Initial Approach to Patients with Vertigo
The initial approach to a patient with vertigo should focus on categorizing the vertigo into one of four vestibular syndromes (Acute Vestibular Syndrome, Triggered Episodic Vestibular Syndrome, Spontaneous Episodic Vestibular Syndrome, or Chronic Vestibular Syndrome) and distinguishing between peripheral and central causes through targeted history and physical examination. 1
Step 1: Identify Red Flags Requiring Urgent Evaluation
- Sudden severe headache
- New neurological symptoms
- Inability to walk or stand
- Persistent vomiting
- Altered mental status 1
Step 2: Categorize the Vertigo Based on Timing and Triggers
Acute Vestibular Syndrome (AVS)
- Continuous vertigo lasting days
- Often accompanied by nausea, vomiting, and gait instability
- Common causes: Vestibular neuritis (peripheral) or stroke (central)
Triggered Episodic Vestibular Syndrome
- Brief episodes triggered by specific movements
- Most common cause: Benign Paroxysmal Positional Vertigo (BPPV)

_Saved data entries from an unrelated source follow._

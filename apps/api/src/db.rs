use anyhow::Result;
use sqlx::postgres::PgPoolOptions;
use sqlx::PgPool;
use tracing::info;

/// Creates and returns a PostgreSQL connection pool.
pub async fn create_pool(database_url: &str) -> Result<PgPool> {
    info!("Connecting to PostgreSQL...");

    let pool = PgPoolOptions::new()
        .max_connections(10)
        .connect(database_url)
        .await?;

    info!("PostgreSQL connection pool established");
    Ok(pool)
}

/// Creates the resumes table if it does not exist yet.
/// Idempotent; runs on every startup.
pub async fn ensure_schema(pool: &PgPool) -> Result<()> {
    sqlx::query(
        r#"
        CREATE TABLE IF NOT EXISTS resumes (
            id                UUID PRIMARY KEY,
            filename          TEXT NOT NULL,
            file_type         TEXT NOT NULL,
            file_size         BIGINT NOT NULL,
            processing_status TEXT NOT NULL DEFAULT 'uploaded',
            original_text     TEXT NOT NULL,
            cleaned_text      TEXT,
            changes           JSONB,
            created_at        TIMESTAMPTZ NOT NULL DEFAULT now(),
            updated_at        TIMESTAMPTZ NOT NULL DEFAULT now()
        )
        "#,
    )
    .execute(pool)
    .await?;

    info!("Database schema ready");
    Ok(())
}
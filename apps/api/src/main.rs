mod cleaning;
mod config;
mod db;
mod errors;
mod extract;
mod llm_client;
mod models;
mod resumes;
mod revision;
mod routes;
mod state;

use anyhow::Result;
use std::net::SocketAddr;
use std::sync::Arc;
use tower_http::{cors::CorsLayer, trace::TraceLayer};
use tracing::info;
use tracing_subscriber::{layer::SubscriberExt, util::SubscriberInitExt, EnvFilter};

use crate::cleaning::LlmCleaner;
use crate::config::Config;
use crate::db::{create_pool, ensure_schema};
use crate::llm_client::LlmClient;
use crate::routes::build_router;
use crate::state::AppState;

#[tokio::main]
async fn main() -> Result<()> {
    // Load configuration first (fails on missing required env vars)
    let config = Config::from_env()?;

    // Initialize structured logging
    tracing_subscriber::registry()
        .with(EnvFilter::try_from_default_env().unwrap_or_else(|_| {
            EnvFilter::new(format!("{}={}", env!("CARGO_PKG_NAME"), &config.rust_log))
        }))
        .with(tracing_subscriber::fmt::layer())
        .init();

    info!("Starting Resume Review API v{}", env!("CARGO_PKG_VERSION"));

    // Initialize PostgreSQL
    let db = create_pool(&config.database_url).await?;
    ensure_schema(&db).await?;

    // Initialize LLM client + cleaner
    let llm = LlmClient::new(config.anthropic_api_key.clone());
    info!("LLM client initialized (model: {})", llm_client::MODEL);
    let cleaner = Arc::new(LlmCleaner::new(llm));

    // Build app state
    let state = AppState { db, cleaner };

    // Build router
    let app = build_router(state)
        .layer(TraceLayer::new_for_http())
        .layer(CorsLayer::permissive()); // TODO: tighten CORS in production

    let addr: SocketAddr = format!("0.0.0.0:{}", config.port).parse()?;
    info!("Listening on {addr}");

    let listener = tokio::net::TcpListener::bind(addr).await?;
    axum::serve(listener, app).await?;

    Ok(())
}
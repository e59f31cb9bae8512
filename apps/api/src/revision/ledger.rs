//! Accept/reject state over one detection run's change list.

use serde::{Deserialize, Serialize};

use crate::revision::{RevisionError, TextChange};

/// The change list for one document's detection run.
///
/// Identity fields of the contained changes (ids, offsets, segments) are
/// immutable once detected; only the `accepted` flags move. Serializes
/// transparently as the bare change array, which is the persisted JSONB
/// form and the wire form.
#[derive(Debug, Clone, Default, PartialEq, Eq, Serialize, Deserialize)]
#[serde(transparent)]
pub struct ChangeLedger {
    changes: Vec<TextChange>,
}

impl ChangeLedger {
    pub fn new(changes: Vec<TextChange>) -> Self {
        Self { changes }
    }

    /// Sets the `accepted` flag for the change with the given id.
    ///
    /// Unknown ids are an error, not a no-op: a typoed id must be visible
    /// to the caller. Re-toggling the same id any number of times is fine;
    /// last write wins.
    pub fn toggle(&mut self, id: &str, accept: bool) -> Result<(), RevisionError> {
        match self.changes.iter_mut().find(|c| c.id == id) {
            Some(change) => {
                change.accepted = accept;
                Ok(())
            }
            None => Err(RevisionError::UnknownChangeId(id.to_string())),
        }
    }

    pub fn get(&self, id: &str) -> Option<&TextChange> {
        self.changes.iter().find(|c| c.id == id)
    }

    /// All changes in detection order.
    pub fn list(&self) -> &[TextChange] {
        &self.changes
    }

    pub fn len(&self) -> usize {
        self.changes.len()
    }

    pub fn is_empty(&self) -> bool {
        self.changes.is_empty()
    }
}

#[cfg(test)]
mod tests {
    use super::*;
    use crate::revision::detect;

    fn sample_ledger() -> ChangeLedger {
        ChangeLedger::new(detect(
            "I was working as developer. I has three years experience.",
            "I worked as a developer. I have three years of experience.",
        ))
    }

    #[test]
    fn test_toggle_accept_and_revert() {
        let mut ledger = sample_ledger();
        assert!(ledger.len() >= 2);

        ledger.toggle("0", true).unwrap();
        assert!(ledger.get("0").unwrap().accepted);

        ledger.toggle("0", false).unwrap();
        assert!(!ledger.get("0").unwrap().accepted);
    }

    #[test]
    fn test_toggle_unknown_id_errors() {
        let mut ledger = sample_ledger();
        let err = ledger.toggle("999", true).unwrap_err();
        assert!(matches!(err, RevisionError::UnknownChangeId(id) if id == "999"));
    }

    #[test]
    fn test_toggle_does_not_disturb_identity() {
        let mut ledger = sample_ledger();
        let before: Vec<_> = ledger
            .list()
            .iter()
            .map(|c| (c.id.clone(), c.start_offset, c.end_offset))
            .collect();

        ledger.toggle("1", true).unwrap();

        let after: Vec<_> = ledger
            .list()
            .iter()
            .map(|c| (c.id.clone(), c.start_offset, c.end_offset))
            .collect();
        assert_eq!(before, after);
    }

    #[test]
    fn test_list_preserves_detection_order() {
        let ledger = sample_ledger();
        for (idx, change) in ledger.list().iter().enumerate() {
            assert_eq!(change.id, idx.to_string());
        }
    }

    #[test]
    fn test_serializes_as_bare_array() {
        let ledger = sample_ledger();
        let json = serde_json::to_value(&ledger).unwrap();
        assert!(json.is_array());

        let round_tripped: ChangeLedger = serde_json::from_value(json).unwrap();
        assert_eq!(round_tripped, ledger);
    }

    #[test]
    fn test_style_category_is_accepted_on_input() {
        let json = serde_json::json!([{
            "id": "0",
            "original_segment": "utilize",
            "suggested_segment": "use",
            "start_offset": 0,
            "end_offset": 7,
            "category": "style",
            "context": "utilize the tool",
        }]);
        let ledger: ChangeLedger = serde_json::from_value(json).unwrap();
        assert_eq!(ledger.len(), 1);
        // `accepted` was omitted and defaults to false.
        assert!(!ledger.get("0").unwrap().accepted);
    }
}
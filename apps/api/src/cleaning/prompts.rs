// Prompts for the resume cleaning service.

/// System prompt for the cleaning call. The "return only the text" rules
/// matter: any preamble the model adds would be diffed against the original
/// as if it were a resume edit.
pub const CLEAN_RESUME_SYSTEM: &str = "\
You are an expert resume editor and professional writing assistant. Your task is to improve resume text by:

1. Correcting grammar errors (subject-verb agreement, tense consistency, sentence structure)
2. Fixing punctuation mistakes (commas, periods, apostrophes, quotation marks)
3. Enhancing word choice and professional language
4. Maintaining the original structure, formatting, and meaning
5. Preserving all dates, names, contact information, and technical terms exactly as provided
6. Keeping the professional tone appropriate for resumes

IMPORTANT: Return ONLY the cleaned text without any explanations, comments, or additional formatting. \
Do not add introductory phrases like \"Here's the cleaned version\" or any other commentary.";

pub const CLEAN_RESUME_PROMPT: &str =
    "Please clean and improve this resume text:\n\n{resume_text}";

Spontaneous Episodic Vestibular Syndrome
- Recurrent episodes without clear triggers
- Common causes: Menière's disease, vestibular migraine
Chronic Vestibular Syndrome
Step 3: Perform Targeted Physical Examination
For Acute Vestibular Syndrome (AVS)
- HINTS examination (highly sensitive for stroke detection):
- Head Impulse test: Abnormal in peripheral causes, normal in central causes
- Nystagmus evaluation: Direction-changing or vertical nystagmus suggests central cause
- Test of Skew: Vertical misalignment suggests central cause
- + Hearing assessment: Sudden hearing loss with vertigo suggests peripheral cause 1, 3
For Triggered Episodic Vestibular Syndrome
- Dix-Hallpike maneuver: Gold standard for diagnosing posterior canal BPPV
- Positive test shows torsional, upbeating nystagmus
- Supine roll test: Used for lateral semicircular canal BPPV 1
General Neurological Examination
- Assess for limb weakness, dysmetria, ataxia
- Note: Normal neurological exam does not rule out central causes 1, 3
Step 4: Consider Imaging Based on Clinical Findings
Indications for MRI Brain (without contrast):
- AVS with abnormal HINTS examination
- AVS with neurological deficits
- High vascular risk patients with AVS even with normal examination
- Chronic undiagnosed dizziness not responding to treatment 1
Other Imaging Considerations:
- CT temporal bone: For suspected bony abnormalities
- MRA Head and Neck: When vertebrobasilar insufficiency is suspected 1
Step 5: Initial Management
For BPPV:
- Canalith Repositioning Procedures (e.g., Epley maneuver)
- Success rates around 80% with 1-3 treatments 1
For Vestibular Neuritis:
- Vestibular rehabilitation
- Consider short-term symptomatic treatment 1
For Symptomatic Relief:
- Meclizine: 25-100 mg daily in divided doses
Important Considerations and Pitfalls
Common Diagnostic Pitfalls:
- Missing central causes: HINTS examination is more sensitive than CT for detecting posterior circulation stroke 1, 3
- Overreliance on symptom quality: Modern approach focuses on triggers and timing rather than just describing the sensation 2
- Excessive use of vestibular suppressants: These can delay central compensation 1
Special Populations:
- Elderly patients: Have 12-fold increased risk of falls with vestibular disorders
- Medication review is crucial (sedatives, antihypertensives, muscle relaxants)
- Fall prevention strategies should be implemented 1
Follow-up Recommendations:
- Reassessment within 1 month after initial treatment
- Education about potential recurrence (15% per year for BPPV)
- Use validated assessment tools to track progress 1
Remember that while most cases of vertigo are benign (BPPV, vestibular neuronitis, Menière's disease), central causes like stroke must always be considered, especially in the presence of neurological signs or abnormal HINTS examination 5, 6.